In order to end up with a functioning demo in 13.5 hours, we had to run a tight ship, so we treated this like any mission critical customer project. After selecting the problem statement we chose to tackle, we dug in first on requirements before diving into solution mode. Then we began to architect our solution. Since we had 6 people, we needed 6 work streams to best work in parallel, and this definitely influenced our architecture.
With 5 Lambda functions and a CloudFormation template to build, we could all work in parallel until integration time.
Between the Ellie Mae engineers and the Foghorn FogOps team, we had some serious rock stars with no real anchors, and after deciding on a rough architecture, we started blasting out code like it was going out of style. The day was hectic, but not stressful. As the guy with the CloudFormation piece, I had my hands full as issues here and there popped up and we needed more components, parameters, and environment variables for our serverless solution. I laughed at the fact that I think I basically just typed CF code as fast I could for about 12 hours.
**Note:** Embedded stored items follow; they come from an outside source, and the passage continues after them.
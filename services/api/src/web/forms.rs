//! services/api/src/web/forms.rs
//!
//! Glue between `#[derive(Validate)]` request bodies and the field -> message
//! map that `ErrorBody::errors` renders.

use crate::web::dto::PaymentCardDto;
use chrono::NaiveDate;
use learnhub_core::validation::{card_expired, ValidationErrors};
use std::borrow::Cow;
use validator::{Validate, ValidationError};

/// Runs the derived checks on `form` and keeps the first message per field.
pub fn check<T: Validate>(form: &T) -> ValidationErrors {
    match form.validate() {
        Ok(()) => ValidationErrors::new(),
        Err(errors) => field_messages(&errors),
    }
}

fn field_messages(errors: &validator::ValidationErrors) -> ValidationErrors {
    let mut messages = ValidationErrors::new();
    for (field, field_errors) in errors.field_errors() {
        if let Some(first) = field_errors.first() {
            let message = first.message.as_ref().unwrap_or(&first.code);
            messages.add(field.to_string(), message.to_string());
        }
    }
    messages
}

/// Full card check: the derived field rules, then expiry against `today`.
pub fn check_card(card: &PaymentCardDto, today: NaiveDate) -> Result<(), ValidationErrors> {
    let mut errors = check(card);
    if (1..=12).contains(&card.exp_month) && card_expired(card.exp_year, card.exp_month, today) {
        errors.add("exp_year", "Card has expired");
    }
    errors.into_result()
}

//=========================================================================================
// Custom field rules
//=========================================================================================

pub fn password_strength(password: &str) -> Result<(), ValidationError> {
    let has_digit = password.chars().any(|c| c.is_ascii_digit());
    let has_letter = password.chars().any(char::is_alphabetic);
    if has_digit && has_letter {
        Ok(())
    } else {
        let mut error = ValidationError::new("password_strength");
        error.message = Some(Cow::from("Password must contain a letter and a number"));
        Err(error)
    }
}

pub fn digits_only(value: &str) -> Result<(), ValidationError> {
    if value.chars().all(|c| c.is_ascii_digit()) {
        Ok(())
    } else {
        Err(ValidationError::new("digits_only"))
    }
}
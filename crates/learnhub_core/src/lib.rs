pub mod attempt;
pub mod bookmarks;
pub mod browse;
pub mod catalog;
pub mod checkout;
pub mod course;
pub mod domain;
pub mod ports;
pub mod quiz;
pub mod validation;

pub use domain::{
    AnswerValue, BillingAddress, BillingInterval, Certificate, ContactMessage, ContentItem, Course,
    CourseModule, CourseNode, NodeContent, PaymentCard, Plan, PromoCode, Question, QuestionKind,
    Quiz, SkillLevel, StoredAttempt, Subscription, SubscriptionStatus, User, UserCredentials,
};
pub use ports::{DatabaseService, PaymentProcessor, PortError, PortResult};
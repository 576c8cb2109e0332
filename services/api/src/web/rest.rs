//! services/api/src/web/rest.rs
//!
//! Contains the public REST handlers (plans and the contact form) and the
//! master definition for the OpenAPI specification.

use crate::error::{ApiError, ErrorBody};
use crate::web::{auth, catalog, checkout, dto, forms, learning, state::AppState};
use axum::{
    extract::State,
    http::StatusCode,
    response::Json,
};
use learnhub_core::domain::ContactMessage;
use serde::Deserialize;
use std::sync::Arc;
use tracing::{error, info};
use utoipa::{OpenApi, ToSchema};
use validator::Validate;

//=========================================================================================
// OpenAPI Master Definition
//=========================================================================================

#[derive(OpenApi)]
#[openapi(
    paths(
        auth::signup_handler,
        auth::login_handler,
        auth::logout_handler,
        catalog::catalog_handler,
        catalog::list_bookmarks_handler,
        catalog::toggle_bookmark_handler,
        learning::get_course_handler,
        learning::complete_clip_handler,
        learning::get_quiz_handler,
        learning::submit_attempt_handler,
        learning::list_attempts_handler,
        learning::list_certificates_handler,
        checkout::get_checkout_handler,
        checkout::reset_checkout_handler,
        checkout::checkout_action_handler,
        checkout::apply_promo_handler,
        checkout::submit_checkout_handler,
        list_plans_handler,
        contact_handler,
    ),
    components(
        schemas(
            ErrorBody,
            auth::SignupRequest,
            auth::LoginRequest,
            auth::AuthResponse,
            dto::ClipDto,
            dto::FacetsDto,
            dto::CatalogPageDto,
            dto::ToggleBookmarkResponse,
            dto::AnswerDto,
            dto::AnswerEntryDto,
            dto::SubmitAttemptRequest,
            dto::SubmitAttemptResponse,
            dto::QuestionDto,
            dto::QuizDto,
            dto::QuestionResultDto,
            dto::QuizResultDto,
            dto::AttemptDto,
            dto::CertificateDto,
            dto::NodeDto,
            dto::ModuleDto,
            dto::ModuleProgressDto,
            dto::ProgressDto,
            dto::CourseDto,
            dto::CompletionResponse,
            dto::PlanDto,
            dto::BillingAddressDto,
            dto::PaymentCardDto,
            dto::SubscriptionDto,
            dto::AppliedPromoDto,
            dto::CheckoutView,
            checkout::CheckoutActionRequest,
            checkout::PromoRequest,
            checkout::SubmitPaymentRequest,
            ContactRequest,
        )
    ),
    tags(
        (name = "Auth", description = "Accounts and cookie sessions."),
        (name = "Catalog", description = "Clip library, search and bookmarks."),
        (name = "Learning", description = "Courses, quizzes, attempts and certificates."),
        (name = "Checkout", description = "Plans and the subscription wizard."),
        (name = "Contact", description = "Support contact form.")
    )
)]
pub struct ApiDoc;

//=========================================================================================
// API Payload Structs
//=========================================================================================

#[derive(Clone, Deserialize, ToSchema, Validate)]
pub struct ContactRequest {
    #[validate(length(min = 1, message = "Name is required"))]
    pub name: String,
    #[validate(
        length(min = 1, message = "Email is required"),
        email(message = "Enter a valid email address")
    )]
    pub email: String,
    #[validate(length(min = 1, message = "Subject is required"))]
    pub subject: String,
    #[validate(length(min = 10, max = 5000, message = "Message must be 10 to 5000 characters"))]
    pub body: String,
}

impl ContactRequest {
    pub fn normalized(self) -> Self {
        Self {
            name: self.name.trim().to_string(),
            email: self.email.trim().to_string(),
            subject: self.subject.trim().to_string(),
            body: self.body.trim().to_string(),
        }
    }
}

impl From<ContactRequest> for ContactMessage {
    fn from(req: ContactRequest) -> Self {
        Self {
            name: req.name,
            email: req.email,
            subject: req.subject,
            body: req.body,
        }
    }
}

//=========================================================================================
// REST API Handlers
//=========================================================================================

/// GET /plans - Subscription plans in display order.
#[utoipa::path(
    get,
    path = "/plans",
    responses((status = 200, description = "Available plans", body = [dto::PlanDto])),
    tag = "Checkout"
)]
pub async fn list_plans_handler(
    State(state): State<Arc<AppState>>,
) -> Result<Json<Vec<dto::PlanDto>>, ApiError> {
    let plans = state.db.list_plans().await.map_err(|e| {
        error!("Failed to list plans: {:?}", e);
        e
    })?;
    Ok(Json(plans.iter().map(dto::PlanDto::from).collect()))
}

/// POST /contact - Send a message to support.
#[utoipa::path(
    post,
    path = "/contact",
    request_body = ContactRequest,
    responses(
        (status = 202, description = "Message accepted"),
        (status = 422, description = "Invalid form fields", body = ErrorBody)
    ),
    tag = "Contact"
)]
pub async fn contact_handler(
    State(state): State<Arc<AppState>>,
    Json(req): Json<ContactRequest>,
) -> Result<StatusCode, ApiError> {
    let req = req.normalized();
    forms::check(&req).into_result()?;
    let message = ContactMessage::from(req);

    state.db.save_contact_message(&message).await.map_err(|e| {
        error!("Failed to save contact message: {:?}", e);
        e
    })?;
    info!("Contact message received from {}", message.email);
    Ok(StatusCode::ACCEPTED)
}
We finished our individual pieces before dinner and we were integration testing ahead of schedule. Amazingly, only a few minor bugs (mostly passing payload data between functions) needed to be fixed. Plenty of time to add some extra features (Slack integration, etc.) as well as test our demo end-to-end several dozen times. By the time the beer brake came we were comfortable with the presentation, the demo, and the committed code, and we took the last 45 minutes of hacking time to enjoy the free beer and pat ourselves on the back for finishing what we designed.
Then it got fun.
So we make it to the finals, and our fully functioning solution really impresses the judges. We take home the gold, and I’m really proud of what we accomplished. Funny, I took the whole thing like a game, but knowing that Thorn is going to put what we built into action at some point is really rewarding. I’m looking forward to the next one!